▶ [Your instructions]
The lines to copy from the data below are those that hold the string "held".

▶ [Supplied records]
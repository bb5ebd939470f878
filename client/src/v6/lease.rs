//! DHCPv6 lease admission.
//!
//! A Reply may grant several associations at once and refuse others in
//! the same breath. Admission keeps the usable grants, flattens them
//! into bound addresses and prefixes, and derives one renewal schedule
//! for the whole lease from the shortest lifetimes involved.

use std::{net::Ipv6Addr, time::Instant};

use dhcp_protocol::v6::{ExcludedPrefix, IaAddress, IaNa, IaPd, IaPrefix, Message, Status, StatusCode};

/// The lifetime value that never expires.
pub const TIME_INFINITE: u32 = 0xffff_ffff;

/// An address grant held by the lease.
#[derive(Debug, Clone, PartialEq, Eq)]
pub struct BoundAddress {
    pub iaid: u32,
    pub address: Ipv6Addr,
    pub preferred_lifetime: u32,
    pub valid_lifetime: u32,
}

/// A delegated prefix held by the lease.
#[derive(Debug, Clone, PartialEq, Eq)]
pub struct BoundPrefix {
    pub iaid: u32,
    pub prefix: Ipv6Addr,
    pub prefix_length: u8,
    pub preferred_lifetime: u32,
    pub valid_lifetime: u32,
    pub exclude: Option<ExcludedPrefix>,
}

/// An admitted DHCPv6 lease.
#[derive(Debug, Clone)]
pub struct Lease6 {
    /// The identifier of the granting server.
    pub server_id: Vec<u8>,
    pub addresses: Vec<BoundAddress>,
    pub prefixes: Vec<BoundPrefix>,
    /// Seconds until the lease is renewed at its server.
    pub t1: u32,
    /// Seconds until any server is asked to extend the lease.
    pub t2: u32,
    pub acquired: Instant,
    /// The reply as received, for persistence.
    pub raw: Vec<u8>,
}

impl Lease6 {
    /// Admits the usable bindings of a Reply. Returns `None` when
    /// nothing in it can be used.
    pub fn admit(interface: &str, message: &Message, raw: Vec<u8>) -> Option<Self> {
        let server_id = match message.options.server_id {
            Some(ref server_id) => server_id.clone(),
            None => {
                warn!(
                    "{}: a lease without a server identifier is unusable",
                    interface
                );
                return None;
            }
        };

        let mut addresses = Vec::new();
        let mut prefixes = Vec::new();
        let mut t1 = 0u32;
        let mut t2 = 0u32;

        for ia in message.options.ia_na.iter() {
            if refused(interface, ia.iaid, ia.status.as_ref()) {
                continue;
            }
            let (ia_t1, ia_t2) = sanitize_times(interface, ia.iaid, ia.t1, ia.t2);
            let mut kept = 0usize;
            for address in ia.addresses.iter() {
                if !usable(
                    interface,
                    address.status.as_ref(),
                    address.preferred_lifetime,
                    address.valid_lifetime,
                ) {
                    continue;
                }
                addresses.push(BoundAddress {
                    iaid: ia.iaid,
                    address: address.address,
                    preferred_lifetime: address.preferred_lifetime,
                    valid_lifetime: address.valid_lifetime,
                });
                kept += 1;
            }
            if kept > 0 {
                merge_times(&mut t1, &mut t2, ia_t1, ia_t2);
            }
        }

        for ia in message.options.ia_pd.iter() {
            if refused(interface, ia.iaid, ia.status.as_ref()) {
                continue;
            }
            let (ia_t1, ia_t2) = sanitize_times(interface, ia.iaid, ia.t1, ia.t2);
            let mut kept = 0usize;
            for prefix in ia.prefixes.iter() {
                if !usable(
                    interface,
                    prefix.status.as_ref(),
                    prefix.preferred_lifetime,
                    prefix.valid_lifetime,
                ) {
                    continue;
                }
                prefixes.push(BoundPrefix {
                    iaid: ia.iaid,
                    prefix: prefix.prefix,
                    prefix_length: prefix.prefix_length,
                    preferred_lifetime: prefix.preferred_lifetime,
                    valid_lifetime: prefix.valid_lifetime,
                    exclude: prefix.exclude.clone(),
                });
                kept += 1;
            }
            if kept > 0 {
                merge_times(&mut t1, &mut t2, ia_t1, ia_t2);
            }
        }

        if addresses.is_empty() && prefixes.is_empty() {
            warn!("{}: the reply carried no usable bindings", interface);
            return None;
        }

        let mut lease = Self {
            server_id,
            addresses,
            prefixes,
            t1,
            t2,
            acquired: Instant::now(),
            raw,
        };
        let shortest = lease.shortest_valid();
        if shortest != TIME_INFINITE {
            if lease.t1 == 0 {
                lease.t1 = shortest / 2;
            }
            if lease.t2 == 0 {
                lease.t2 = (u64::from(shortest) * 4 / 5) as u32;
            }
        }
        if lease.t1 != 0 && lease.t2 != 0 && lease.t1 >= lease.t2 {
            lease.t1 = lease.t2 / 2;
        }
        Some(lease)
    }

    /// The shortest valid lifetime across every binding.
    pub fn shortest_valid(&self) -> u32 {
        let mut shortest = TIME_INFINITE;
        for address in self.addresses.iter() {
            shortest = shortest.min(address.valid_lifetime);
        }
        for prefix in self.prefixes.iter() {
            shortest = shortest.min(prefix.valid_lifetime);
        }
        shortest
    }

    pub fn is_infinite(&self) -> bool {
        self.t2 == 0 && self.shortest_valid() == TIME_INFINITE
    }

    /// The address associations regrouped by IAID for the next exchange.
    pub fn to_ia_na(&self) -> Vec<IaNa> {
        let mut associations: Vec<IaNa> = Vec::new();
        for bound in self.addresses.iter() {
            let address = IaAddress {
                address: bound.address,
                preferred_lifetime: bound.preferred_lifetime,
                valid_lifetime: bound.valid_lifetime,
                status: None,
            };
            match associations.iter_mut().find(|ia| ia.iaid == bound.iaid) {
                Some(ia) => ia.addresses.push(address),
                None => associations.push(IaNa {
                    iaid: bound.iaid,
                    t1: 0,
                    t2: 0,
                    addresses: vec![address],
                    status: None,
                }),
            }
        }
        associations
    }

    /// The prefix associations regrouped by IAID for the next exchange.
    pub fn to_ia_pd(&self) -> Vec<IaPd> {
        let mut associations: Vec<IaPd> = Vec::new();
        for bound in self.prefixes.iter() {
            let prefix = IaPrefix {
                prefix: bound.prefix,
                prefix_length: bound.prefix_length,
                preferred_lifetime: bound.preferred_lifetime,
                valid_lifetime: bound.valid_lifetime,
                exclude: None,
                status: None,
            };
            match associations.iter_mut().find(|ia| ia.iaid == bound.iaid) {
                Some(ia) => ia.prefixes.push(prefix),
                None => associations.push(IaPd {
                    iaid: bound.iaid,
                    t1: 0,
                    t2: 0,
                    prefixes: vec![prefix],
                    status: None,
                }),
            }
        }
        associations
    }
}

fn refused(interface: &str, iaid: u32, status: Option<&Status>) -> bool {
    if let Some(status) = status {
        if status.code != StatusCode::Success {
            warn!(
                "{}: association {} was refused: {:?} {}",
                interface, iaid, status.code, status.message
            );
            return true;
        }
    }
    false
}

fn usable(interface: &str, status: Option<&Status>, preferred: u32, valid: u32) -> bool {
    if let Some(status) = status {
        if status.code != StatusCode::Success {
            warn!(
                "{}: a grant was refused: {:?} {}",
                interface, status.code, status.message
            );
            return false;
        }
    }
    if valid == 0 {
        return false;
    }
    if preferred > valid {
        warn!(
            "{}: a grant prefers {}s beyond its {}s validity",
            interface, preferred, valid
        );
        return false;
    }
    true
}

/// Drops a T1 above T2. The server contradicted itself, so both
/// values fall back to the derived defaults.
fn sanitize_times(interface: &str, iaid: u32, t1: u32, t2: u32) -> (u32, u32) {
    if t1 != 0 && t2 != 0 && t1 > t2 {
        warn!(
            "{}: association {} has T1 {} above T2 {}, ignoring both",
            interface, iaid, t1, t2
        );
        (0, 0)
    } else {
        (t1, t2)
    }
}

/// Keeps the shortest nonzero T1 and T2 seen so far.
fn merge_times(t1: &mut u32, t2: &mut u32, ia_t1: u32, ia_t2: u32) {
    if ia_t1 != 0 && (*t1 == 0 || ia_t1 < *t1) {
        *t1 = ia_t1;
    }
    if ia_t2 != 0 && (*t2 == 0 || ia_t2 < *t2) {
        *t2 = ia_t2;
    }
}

▶ [Result of the exercise]
/// An address grant held by the lease.
/// A delegated prefix held by the lease.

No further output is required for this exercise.